● **Aim of the exercise**: Which lines of the data contain the string "under"? Show each of them.

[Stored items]
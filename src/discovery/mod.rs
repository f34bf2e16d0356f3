//! Discovery of components from external sources.
//!
//! Each source lists the component versions a provider currently
//! offers; a scan replaces that provider's catalog entries wholesale.

use std::collections::HashMap;
use std::sync::Arc;

use async_trait::async_trait;
use tracing::{info, warn};

use crate::catalog::ComponentCatalog;
use crate::models::ComponentMetadata;

#[derive(Debug, thiserror::Error)]
pub enum DiscoveryError {
    #[error("discovery source error: {0}")]
    Source(String),
    #[error("discovery config error: {0}")]
    Config(String),
}

/// A place components can be discovered from.
#[async_trait]
pub trait DiscoverySource: Send + Sync {
    /// Provider name; discovered metadata must carry it as the key
    /// provider so scan replacement stays scoped.
    fn provider(&self) -> &str;

    /// List currently available components, optionally narrowed to a
    /// domain.
    async fn list_available(
        &self,
        domain: Option<&str>,
    ) -> Result<Vec<ComponentMetadata>, DiscoveryError>;
}

/// Registry of discovery sources plus the scan loop body.
pub struct DiscoveryService {
    sources: HashMap<String, Arc<dyn DiscoverySource>>,
    catalog: ComponentCatalog,
}

/// Result of one scan pass.
#[derive(Debug, Clone, Default)]
pub struct ScanSummary {
    pub sources_scanned: usize,
    pub sources_failed: usize,
    pub components_discovered: usize,
}

impl DiscoveryService {
    pub fn new(catalog: ComponentCatalog) -> Self {
        Self {
            sources: HashMap::new(),
            catalog,
        }
    }

    /// Register a source under its provider name. Replaces any source
    /// previously registered for that provider.
    pub fn register_source(&mut self, source: Arc<dyn DiscoverySource>) {
        self.sources.insert(source.provider().to_string(), source);
    }

    pub fn source_names(&self) -> Vec<&str> {
        self.sources.keys().map(|s| s.as_str()).collect()
    }

    /// Scan every source and full-replace each provider's catalog
    /// entries. A failing source is logged and skipped; its existing
    /// entries stay untouched.
    pub async fn scan(&self, domain: Option<&str>) -> ScanSummary {
        let mut summary = ScanSummary::default();
        for (provider, source) in &self.sources {
            match source.list_available(domain).await {
                Ok(components) => {
                    summary.sources_scanned += 1;
                    summary.components_discovered += components.len();
                    let foreign = components
                        .iter()
                        .filter(|m| m.key.provider != *provider)
                        .count();
                    if foreign > 0 {
                        warn!(
                            "Source {} listed {} components under other providers, skipping those",
                            provider, foreign
                        );
                    }
                    let owned: Vec<ComponentMetadata> = components
                        .into_iter()
                        .filter(|m| m.key.provider == *provider)
                        .collect();
                    self.catalog.replace_provider(provider, owned).await;
                }
                Err(e) => {
                    summary.sources_failed += 1;
                    warn!("Discovery source {} failed, keeping existing entries: {}", provider, e);
                }
            }
        }
        info!(
            "Discovery scan finished: {} sources, {} components, {} failures",
            summary.sources_scanned, summary.components_discovered, summary.sources_failed
        );
        summary
    }
}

● **Result below**:
    /// Register a source under its provider name. Replaces any source
                            "Source {} listed {} components under other providers, skipping those",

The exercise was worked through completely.